Focus on Tech Companies in the USA
Similar to in the EU – where thousands of hotels have filed a damage claim against the OTA platform Booking.com for excessive pricing – platforms are under pressure in respect of private litigation in the US as well. For example, Apple is being sued for allegedly illegal restraints in competition in its app store distribution and billing services. A new claim has been brought by a consumer class for alleged monopolisation of app distribution resulting in overcharges on IOS apps and in-app purchases. Another platform-related litigation has been brought against the electronic medical records provider Epic Systems. It is alleged that Epic Systems is foreclosing competition in platform markets for platforms which allow health insurances to access and analyse medical record information. Allegedly, Epic Systems is pressuring insurance companies which use its medical record system to stop using competing platforms.
A new trend in the US concerns challenges of mergers by private antitrust litigation. For example, a private consumer class has sued T-Mobile with respect to its merger with Sprint. The class alleges that the acquisition permitted all cell phone providers to raise their prices. The consumer class not only claims damages but also seeks to unwind the merger and create another competitor. Similarly, private plaintiffs have challenged the merger between Alaska Airlines and Hawaiian Airlines although – as in the case of T-Mobile – the transaction has already been cleared by the Department of Justice.

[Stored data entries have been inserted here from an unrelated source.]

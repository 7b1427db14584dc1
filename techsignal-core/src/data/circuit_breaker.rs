//! Circuit breaker for data provider rate limiting and IP bans.
//!
//! When the provider returns HTTP 403 (IP ban) or keeps failing, the breaker
//! trips and refuses all subsequent requests for a cooldown period.

use std::sync::{Mutex, MutexGuard};
use std::time::{Duration, Instant};
use tracing::warn;

const DEFAULT_FAILURE_THRESHOLD: u32 = 3;

#[derive(Debug, Clone, Copy, PartialEq, Eq)]
enum BreakerState {
    Closed { consecutive_failures: u32 },
    Open { tripped_at: Instant },
}

/// Circuit breaker that prevents hammering a provider after a ban or rate limit.
///
/// State sits behind one mutex so providers can share it across the worker
/// threads that analyze symbols in parallel.
#[derive(Debug)]
pub struct CircuitBreaker {
    state: Mutex<BreakerState>,
    cooldown: Duration,
    failure_threshold: u32,
}

impl CircuitBreaker {
    /// Trips after 3 consecutive failures.
    pub fn new(cooldown: Duration) -> Self {
        Self {
            state: Mutex::new(BreakerState::Closed {
                consecutive_failures: 0,
            }),
            cooldown,
            failure_threshold: DEFAULT_FAILURE_THRESHOLD,
        }
    }

    pub fn with_threshold(mut self, failure_threshold: u32) -> Self {
        self.failure_threshold = failure_threshold.max(1);
        self
    }

    // A poisoned lock still holds a valid state; keep going with it.
    fn lock(&self) -> MutexGuard<'_, BreakerState> {
        self.state.lock().unwrap_or_else(|poisoned| poisoned.into_inner())
    }

    /// Check if requests are currently allowed. An expired cooldown closes
    /// the breaker again.
    pub fn is_allowed(&self) -> bool {
        let mut state = self.lock();
        match *state {
            BreakerState::Closed { .. } => true,
            BreakerState::Open { tripped_at } => {
                if tripped_at.elapsed() >= self.cooldown {
                    *state = BreakerState::Closed {
                        consecutive_failures: 0,
                    };
                    true
                } else {
                    false
                }
            }
        }
    }

    /// Record a successful request. Resets the failure counter.
    pub fn record_success(&self) {
        let mut state = self.lock();
        if let BreakerState::Closed { .. } = *state {
            *state = BreakerState::Closed {
                consecutive_failures: 0,
            };
        }
    }

    /// Record a failure, tripping the breaker once the threshold is reached.
    pub fn record_failure(&self) {
        let mut state = self.lock();
        if let BreakerState::Closed {
            consecutive_failures,
        } = *state
        {
            let failures = consecutive_failures + 1;
            *state = if failures >= self.failure_threshold {
                warn!(failures, cooldown_secs = self.cooldown.as_secs(), "circuit breaker tripped");
                BreakerState::Open {
                    tripped_at: Instant::now(),
                }
            } else {
                BreakerState::Closed {
                    consecutive_failures: failures,
                }
            };
        }
    }

    /// Immediately trip the breaker (for 403 Forbidden / IP ban).
    pub fn trip(&self) {
        warn!(cooldown_secs = self.cooldown.as_secs(), "circuit breaker tripped by provider ban");
        *self.lock() = BreakerState::Open {
            tripped_at: Instant::now(),
        };
    }

    /// Remaining cooldown time (zero if not tripped).
    pub fn remaining_cooldown(&self) -> Duration {
        match *self.lock() {
            BreakerState::Closed { .. } => Duration::ZERO,
            BreakerState::Open { tripped_at } => self.cooldown.saturating_sub(tripped_at.elapsed()),
        }
    }
}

Finally, in the US a new trend with respect to court approval of settlements seems to be developing. District courts have recently rejected proposed class action settlements. For instance, in a case regarding payment card fees charged to merchants, a settlement proposed by the parties has been rejected by the court which found the proposed settlement amount of USD30 billion to be insufficient. It appears that federal courts are increasingly willing to more deeply scrutinise settlements in antitrust class actions.